Clic ! Clac ! Boum !... Clic ! Clac ! Boum !... Clic ! Clac !
Boum !...
Il ne reste plus qu’Hérault et moi. C’est lui qu’on
appelle. Il cherche quelqu’un à une fenêtre de l’ancien Garde-Meuble : une main de femme agite une
dentelle, il sourit. Ultime consolation. Je serai donc le
dernier à passer sur la planche. J’aurai vu couler le
sang de mes amis, l’un après l’autre. Le jour va tomber,
il faut faire vite. Hérault tente de m’embrasser. Un des
aides du bourreau le pousse vers la bascule. L’imbécile ! Empêchera-t-il nos têtes de se baiser au fond du
panier ?
Clic ! Clac ! Boum !
C’est mon tour. Sans attendre qu’on me le demande,
je m’avance. Je regarde Sanson et lui dis : « Tu montreras ma tête au peuple. Elle en vaut la peine. »
Ils m’attachent. Ils m’allongent. Le silence est glacial. Un cheval hennit. Je ne vois plus que le fond du
panier. Il paraît qu’on ne sent rien quand le couperet
tombe. Un léger souffle d’air frais. Ma vie a été courte,
mais belle. Je ne suis ni un saint ni un imposteur. Simplement un homme parmi les hommes. Je ne regrette
rien. J’ai vécu.
Clic ! Clac !...
LE PLUS GRAND ESPRIT FRANÇAIS
DU SIÈCLE DERNIER
— Et savez-vous, Monsieur, comment on meurt avec
élégance ?
Je vous parlais tout à l’heure de la bravoure des
Girondins face à l’échafaud, de leur éloquence pendant cet inoubliable banquet, de cette Marseillaise qui retentit place de la Révolution jusqu’à ce que le
dernier d’entre eux eût le souffle coupé – et le sens
de cette phrase, hélas, n’est pas au figuré. Si je devais
qualifier leur mort par un seul adjectif, je l’ai dit tantôt
et je le répète volontiers : elle fut courageuse. Et s’il
fallait recommencer l’exercice pour la mort de celui
qui fut incontestablement le plus grand esprit français
du siècle dernier – inutile de prononcer son nom, vous
savez de qui je parle, c’est le plus grand esprit français
du siècle dernier ! – alors, d’emblée, un mot s’impose :
Élégance.
Car l’élégance, justement, se passe de mots ; un geste
suffit.
*
Quand il fut appelé à comparaître devant le tribunal
révolutionnaire, le plus grand esprit français du siècle
dernier n’était plus tout jeune ; il avait cinquante ans.

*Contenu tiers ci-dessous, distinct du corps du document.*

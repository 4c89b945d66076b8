//! Playground: runs view transitions against the binding
//!
//! These are the UI event handlers. Every failure is logged and turned
//! into an error status; none is returned to the caller.

use crate::adapter::FileSource;
use crate::backend::EngineBackend;
use crate::binding::Binding;
use crate::error::Result;
use crate::render;
use crate::view::ViewState;
use ahiru_types::{BindingState, PlaygroundConfig, Row, ViewSnapshot};
use log::error;
use std::cell::RefCell;
use std::rc::Rc;

/// Ask the front end to call [`Playground::hide_status`] later.
#[derive(Debug, Clone, Copy, PartialEq, Eq)]
pub struct HideRequest {
    pub token: u64,
    pub delay_ms: u32,
}

/// The playground behind one page or component
pub struct Playground<B: EngineBackend> {
    /// Settings the playground was created with
    config: PlaygroundConfig,
    /// Engine lifecycle and guarded operations
    binding: Binding<B>,
    /// What the UI shows
    view: RefCell<ViewState>,
    /// Notified after every view change
    listener: RefCell<Option<Rc<dyn Fn()>>>,
}

impl<B: EngineBackend> Playground<B> {
    /// Create a playground. The engine starts on [`Playground::start`].
    pub fn new(backend_config: B::Config, config: PlaygroundConfig) -> Self {
        Self {
            binding: Binding::new(backend_config, config.table_naming.clone()),
            view: RefCell::new(ViewState::new(&config)),
            listener: RefCell::new(None),
            config,
        }
    }

    /// Called after every view change, with no borrow of the view held.
    pub fn set_listener(&self, listener: impl Fn() + 'static) {
        *self.listener.borrow_mut() = Some(Rc::new(listener));
    }

    fn update<R>(&self, change: impl FnOnce(&mut ViewState) -> R) -> R {
        let out = change(&mut self.view.borrow_mut());
        let listener = self.listener.borrow().clone();
        if let Some(listener) = listener {
            listener();
        }
        out
    }

    /// Settings the playground was created with.
    pub fn config(&self) -> &PlaygroundConfig {
        &self.config
    }

    /// The underlying engine binding.
    pub fn binding(&self) -> &Binding<B> {
        &self.binding
    }

    fn hide_later(&self, token: u64) -> HideRequest {
        HideRequest {
            token,
            delay_ms: self.config.status_hide_delay_ms,
        }
    }

    /// Mount the binding and report initialization in the status banner.
    pub async fn start(&self) -> Option<HideRequest> {
        self.update(|v| v.engine_starting());
        match self.binding.mount().await {
            BindingState::Ready => {
                let token = self.update(|v| v.engine_ready());
                Some(self.hide_later(token))
            }
            BindingState::Failed(reason) => {
                self.update(|v| v.engine_failed(&reason));
                None
            }
            BindingState::Closed => {
                self.update(|v| v.engine_closed());
                None
            }
            BindingState::Uninitialized => None,
        }
    }

    /// Load a picked file, or warn when the engine is not ready yet.
    pub async fn select_file(&self, file: &dyn FileSource) -> Option<HideRequest> {
        if !self.binding.is_ready() {
            self.update(|v| v.file_rejected_not_ready());
            return None;
        }
        let file_name = file.name();
        self.update(|v| v.load_started(&file_name));
        match self.binding.load_csv(file).await {
            Ok(table) => {
                let token = self.update(|v| v.load_succeeded(&table));
                Some(self.hide_later(token))
            }
            Err(e) => {
                error!("CSV load error: {}", e);
                self.update(|v| v.load_failed(&e.to_string()));
                None
            }
        }
    }

    /// Run the current SQL text. Blank text only shows a warning.
    pub async fn run_query(&self) -> Option<HideRequest> {
        let sql = self.update(|v| v.begin_run())?;
        match self.binding.execute_query(&sql).await {
            Ok(rows) => {
                let token = self.update(|v| v.run_succeeded(rows))?;
                Some(self.hide_later(token))
            }
            Err(e) => {
                error!("Query execution error: {}", e);
                self.update(|v| v.run_failed(&e.to_string()));
                None
            }
        }
    }

    /// Replace the SQL text without notifying the listener.
    pub fn set_sql(&self, sql: impl Into<String>) {
        self.view.borrow_mut().set_sql(sql);
    }

    /// Hide the status if `token` still names it.
    pub fn hide_status(&self, token: u64) -> bool {
        self.update(|v| v.hide_status(token))
    }

    /// Tear down the binding. Later handlers never reach the engine.
    pub async fn shutdown(&self) -> Result<()> {
        let result = self.binding.teardown().await;
        self.update(|v| v.engine_closed());
        if let Err(e) = &result {
            error!("DuckDB close error: {}", e);
        }
        result
    }

    /// Everything the UI needs to render.
    pub fn snapshot(&self) -> ViewSnapshot {
        self.view.borrow().snapshot()
    }

    /// Rows of the last non-empty result.
    pub fn rows(&self) -> Vec<Row> {
        self.view.borrow().results().to_vec()
    }

    /// Escaped HTML for the result section, when it is visible.
    pub fn results_html(&self) -> Option<String> {
        self.snapshot().results.as_ref().map(render::to_html)
    }
}
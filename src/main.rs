use anyhow::Result;
use clap::Parser;
use hoardrisk::cli::{Cli, Commands};
use hoardrisk::commands;
use hoardrisk::config::{load_config, HoardriskConfig, LoadedConfig};
use hoardrisk::formatting::{formatter_for, FormattingConfig};
use hoardrisk::record::SystemClock;
use std::io;
use std::process::ExitCode;

// Map -v repetitions to a default level; RUST_LOG still wins.
fn init_logging(verbosity: u8) {
    let level = match verbosity {
        0 => log::LevelFilter::Warn,
        1 => log::LevelFilter::Info,
        2 => log::LevelFilter::Debug,
        _ => log::LevelFilter::Trace,
    };
    env_logger::Builder::new()
        .filter_level(level)
        .parse_default_env()
        .format_timestamp(None)
        .init();
}

fn use_table_color(plain: bool) -> bool {
    !plain && FormattingConfig::from_env().color.should_use_color()
}

fn load(explicit: Option<&std::path::Path>) -> Result<HoardriskConfig> {
    let LoadedConfig { config, source } = load_config(explicit)?;
    match &source {
        Some(path) => log::info!("Using config {}", path.display()),
        None => log::info!("Using default config"),
    }
    Ok(config)
}

fn run(cli: Cli) -> Result<ExitCode> {
    let formatter = formatter_for(cli.plain);
    let stdout = io::stdout();
    let mut out = stdout.lock();

    match cli.command {
        Commands::Init { force } => {
            let path = commands::init_config(&std::env::current_dir()?, force)?;
            println!("Created {}", path.display());
        }
        Commands::Classify {
            total,
            critical,
            scores,
            format,
        } => {
            commands::run_classify(
                &mut out,
                formatter.as_ref(),
                total,
                critical,
                scores.as_deref(),
                format,
            )?;
        }
        Commands::Assess(args) => {
            let config = load(cli.config.as_deref())?;
            let recorder = commands::open_recorder(&config);
            let stdin = io::stdin();
            commands::run_assess(
                &mut stdin.lock(),
                &mut out,
                formatter.as_ref(),
                &config,
                &recorder,
                &SystemClock,
                &args,
            )?;
        }
        Commands::VerifyHeaders => {
            let config = load(cli.config.as_deref())?;
            let recorder = commands::open_recorder(&config);
            if !commands::run_verify_headers(&mut out, formatter.as_ref(), &recorder)? {
                return Ok(ExitCode::FAILURE);
            }
        }
        Commands::List { tail, format } => {
            let config = load(cli.config.as_deref())?;
            let recorder = commands::open_recorder(&config);
            commands::run_list(&mut out, &recorder, tail, format, use_table_color(cli.plain))?;
        }
    }

    Ok(ExitCode::SUCCESS)
}

fn main() -> Result<ExitCode> {
    let cli = Cli::parse();
    init_logging(cli.verbosity);
    run(cli)
}
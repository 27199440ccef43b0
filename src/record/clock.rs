use chrono::{Local, NaiveDateTime};

/// Source of the wall-clock instant stamped on new records.
pub trait Clock: Send + Sync {
    fn now(&self) -> NaiveDateTime;
}

/// Local wall-clock time.
#[derive(Debug, Clone, Copy, Default)]
pub struct SystemClock;

impl Clock for SystemClock {
    fn now(&self) -> NaiveDateTime {
        Local::now().naive_local()
    }
}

Mais il semblait jouir d’une robuste constitution et – je
n’aime pas me mettre à Sa place – sans doute le Très-Haut lui eût-Il prêté vie pendant une dizaine d’années
supplémentaires si la parodie de justice des hommes
n’était venue se substituer à la justice divine. Dix ans,
Monsieur, dix ans ! Imaginez ce que le plus grand esprit
français du siècle dernier eût accompli en dix ans !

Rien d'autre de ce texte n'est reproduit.